==== Dataset excerpts

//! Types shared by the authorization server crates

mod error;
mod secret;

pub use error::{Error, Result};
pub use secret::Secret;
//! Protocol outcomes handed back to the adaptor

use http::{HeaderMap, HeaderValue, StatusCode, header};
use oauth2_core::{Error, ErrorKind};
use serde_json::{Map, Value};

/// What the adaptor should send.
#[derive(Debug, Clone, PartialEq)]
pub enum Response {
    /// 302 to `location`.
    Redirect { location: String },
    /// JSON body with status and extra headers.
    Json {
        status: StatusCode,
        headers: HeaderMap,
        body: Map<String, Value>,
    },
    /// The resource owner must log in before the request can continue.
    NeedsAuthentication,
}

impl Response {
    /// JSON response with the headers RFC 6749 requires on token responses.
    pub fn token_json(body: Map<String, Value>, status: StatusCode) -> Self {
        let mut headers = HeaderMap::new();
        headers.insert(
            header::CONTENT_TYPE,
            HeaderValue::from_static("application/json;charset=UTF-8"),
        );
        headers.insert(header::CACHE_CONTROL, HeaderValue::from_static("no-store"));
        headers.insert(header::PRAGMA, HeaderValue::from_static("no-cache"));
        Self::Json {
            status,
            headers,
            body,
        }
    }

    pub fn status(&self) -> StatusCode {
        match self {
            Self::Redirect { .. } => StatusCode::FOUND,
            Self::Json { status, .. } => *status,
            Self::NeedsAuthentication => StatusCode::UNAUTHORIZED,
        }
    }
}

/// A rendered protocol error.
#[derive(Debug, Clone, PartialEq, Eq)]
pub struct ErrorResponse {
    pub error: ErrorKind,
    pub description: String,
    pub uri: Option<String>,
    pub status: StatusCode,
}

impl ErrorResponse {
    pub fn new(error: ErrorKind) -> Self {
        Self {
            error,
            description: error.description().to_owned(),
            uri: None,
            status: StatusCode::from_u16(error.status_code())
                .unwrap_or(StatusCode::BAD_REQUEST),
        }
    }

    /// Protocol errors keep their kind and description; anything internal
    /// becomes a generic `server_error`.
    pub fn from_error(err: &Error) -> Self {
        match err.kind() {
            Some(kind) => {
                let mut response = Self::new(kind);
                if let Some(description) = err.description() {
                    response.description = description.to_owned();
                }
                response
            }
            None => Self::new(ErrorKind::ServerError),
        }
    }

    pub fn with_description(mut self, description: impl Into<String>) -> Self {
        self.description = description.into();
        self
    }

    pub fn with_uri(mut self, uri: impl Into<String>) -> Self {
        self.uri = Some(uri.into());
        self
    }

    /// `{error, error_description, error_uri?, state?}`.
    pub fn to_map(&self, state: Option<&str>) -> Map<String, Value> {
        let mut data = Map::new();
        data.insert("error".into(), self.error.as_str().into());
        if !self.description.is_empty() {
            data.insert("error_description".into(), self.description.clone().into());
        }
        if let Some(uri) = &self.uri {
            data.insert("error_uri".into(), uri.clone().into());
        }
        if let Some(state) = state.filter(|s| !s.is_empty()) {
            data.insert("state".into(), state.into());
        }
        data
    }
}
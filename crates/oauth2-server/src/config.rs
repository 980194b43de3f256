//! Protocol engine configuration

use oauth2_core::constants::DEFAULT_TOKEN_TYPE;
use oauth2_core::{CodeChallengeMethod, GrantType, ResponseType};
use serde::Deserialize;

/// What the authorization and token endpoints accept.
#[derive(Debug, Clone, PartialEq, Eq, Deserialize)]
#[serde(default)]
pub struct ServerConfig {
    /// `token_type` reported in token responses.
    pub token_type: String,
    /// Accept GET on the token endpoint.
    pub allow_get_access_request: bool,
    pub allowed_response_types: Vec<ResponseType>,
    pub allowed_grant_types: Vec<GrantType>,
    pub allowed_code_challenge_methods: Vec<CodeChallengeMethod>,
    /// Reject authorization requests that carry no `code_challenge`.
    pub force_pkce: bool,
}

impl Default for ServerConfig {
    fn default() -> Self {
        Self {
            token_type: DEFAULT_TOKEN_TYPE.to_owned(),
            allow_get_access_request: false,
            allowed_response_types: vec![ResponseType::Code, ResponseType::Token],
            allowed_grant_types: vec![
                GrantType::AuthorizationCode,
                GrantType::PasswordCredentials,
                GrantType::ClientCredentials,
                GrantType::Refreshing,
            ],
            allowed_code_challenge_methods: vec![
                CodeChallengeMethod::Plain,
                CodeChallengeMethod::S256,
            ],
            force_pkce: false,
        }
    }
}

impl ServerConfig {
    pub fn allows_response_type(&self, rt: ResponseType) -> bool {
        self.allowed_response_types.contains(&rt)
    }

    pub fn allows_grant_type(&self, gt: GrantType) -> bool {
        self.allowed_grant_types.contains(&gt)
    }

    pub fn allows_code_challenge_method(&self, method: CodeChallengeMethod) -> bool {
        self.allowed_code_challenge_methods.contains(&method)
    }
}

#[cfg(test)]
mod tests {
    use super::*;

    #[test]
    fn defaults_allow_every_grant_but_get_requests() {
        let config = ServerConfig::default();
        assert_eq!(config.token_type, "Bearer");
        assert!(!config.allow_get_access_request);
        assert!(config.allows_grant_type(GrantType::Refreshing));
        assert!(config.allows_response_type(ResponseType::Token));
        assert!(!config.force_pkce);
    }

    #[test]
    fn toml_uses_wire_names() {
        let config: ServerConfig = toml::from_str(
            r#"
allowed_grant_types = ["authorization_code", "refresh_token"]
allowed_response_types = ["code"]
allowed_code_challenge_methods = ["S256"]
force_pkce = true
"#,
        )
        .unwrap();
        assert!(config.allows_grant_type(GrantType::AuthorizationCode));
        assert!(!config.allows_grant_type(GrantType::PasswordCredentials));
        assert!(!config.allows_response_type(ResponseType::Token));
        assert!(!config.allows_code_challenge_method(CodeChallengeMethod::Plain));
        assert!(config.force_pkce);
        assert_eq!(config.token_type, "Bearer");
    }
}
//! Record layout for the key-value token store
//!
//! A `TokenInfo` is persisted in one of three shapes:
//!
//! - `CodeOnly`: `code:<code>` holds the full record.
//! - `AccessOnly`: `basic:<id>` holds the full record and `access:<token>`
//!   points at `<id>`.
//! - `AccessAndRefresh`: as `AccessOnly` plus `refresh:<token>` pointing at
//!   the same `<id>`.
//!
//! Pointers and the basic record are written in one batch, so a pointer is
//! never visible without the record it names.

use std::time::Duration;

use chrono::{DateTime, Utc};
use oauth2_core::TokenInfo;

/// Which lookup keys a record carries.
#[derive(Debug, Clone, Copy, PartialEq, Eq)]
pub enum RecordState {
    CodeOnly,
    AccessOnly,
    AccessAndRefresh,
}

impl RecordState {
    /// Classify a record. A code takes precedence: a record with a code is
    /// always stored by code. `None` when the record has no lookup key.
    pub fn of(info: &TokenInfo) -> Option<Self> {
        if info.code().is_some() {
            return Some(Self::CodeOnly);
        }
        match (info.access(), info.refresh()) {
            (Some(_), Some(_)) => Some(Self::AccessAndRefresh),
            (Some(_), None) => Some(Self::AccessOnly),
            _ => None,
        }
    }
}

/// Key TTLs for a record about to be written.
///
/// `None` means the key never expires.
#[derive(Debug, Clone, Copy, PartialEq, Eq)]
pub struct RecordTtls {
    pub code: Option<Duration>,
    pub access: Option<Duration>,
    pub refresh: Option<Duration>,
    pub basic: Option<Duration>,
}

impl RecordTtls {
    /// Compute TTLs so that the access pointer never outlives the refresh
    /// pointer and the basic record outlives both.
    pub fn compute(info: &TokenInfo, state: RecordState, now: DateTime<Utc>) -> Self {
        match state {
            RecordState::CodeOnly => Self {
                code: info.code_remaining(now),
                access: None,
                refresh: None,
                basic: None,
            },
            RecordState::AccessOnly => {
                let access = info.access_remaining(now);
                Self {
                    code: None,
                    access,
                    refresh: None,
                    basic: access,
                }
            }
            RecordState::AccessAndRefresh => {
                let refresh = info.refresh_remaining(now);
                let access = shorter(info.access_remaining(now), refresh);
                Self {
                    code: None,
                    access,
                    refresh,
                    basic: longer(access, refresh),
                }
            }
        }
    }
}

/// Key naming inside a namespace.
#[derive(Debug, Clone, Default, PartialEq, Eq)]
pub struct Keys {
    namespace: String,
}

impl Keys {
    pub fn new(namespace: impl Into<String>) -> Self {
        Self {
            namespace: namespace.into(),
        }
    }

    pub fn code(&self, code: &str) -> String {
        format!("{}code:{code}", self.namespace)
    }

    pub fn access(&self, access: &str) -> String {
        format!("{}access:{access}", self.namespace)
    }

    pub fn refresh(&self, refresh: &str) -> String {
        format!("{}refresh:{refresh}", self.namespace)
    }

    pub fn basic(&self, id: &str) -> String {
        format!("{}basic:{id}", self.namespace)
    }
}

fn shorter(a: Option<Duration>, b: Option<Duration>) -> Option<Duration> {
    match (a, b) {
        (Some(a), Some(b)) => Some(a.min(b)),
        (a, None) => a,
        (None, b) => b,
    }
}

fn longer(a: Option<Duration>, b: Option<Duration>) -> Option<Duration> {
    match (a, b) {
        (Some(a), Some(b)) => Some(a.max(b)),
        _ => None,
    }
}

========

The problem: All lines above that include the word "AccessAndRefresh" should be located and copied.

Response to this exercise:
//! - `AccessAndRefresh`: as `AccessOnly` plus `refresh:<token>` pointing at
    AccessAndRefresh,
            (Some(_), Some(_)) => Some(Self::AccessAndRefresh),
            RecordState::AccessAndRefresh => {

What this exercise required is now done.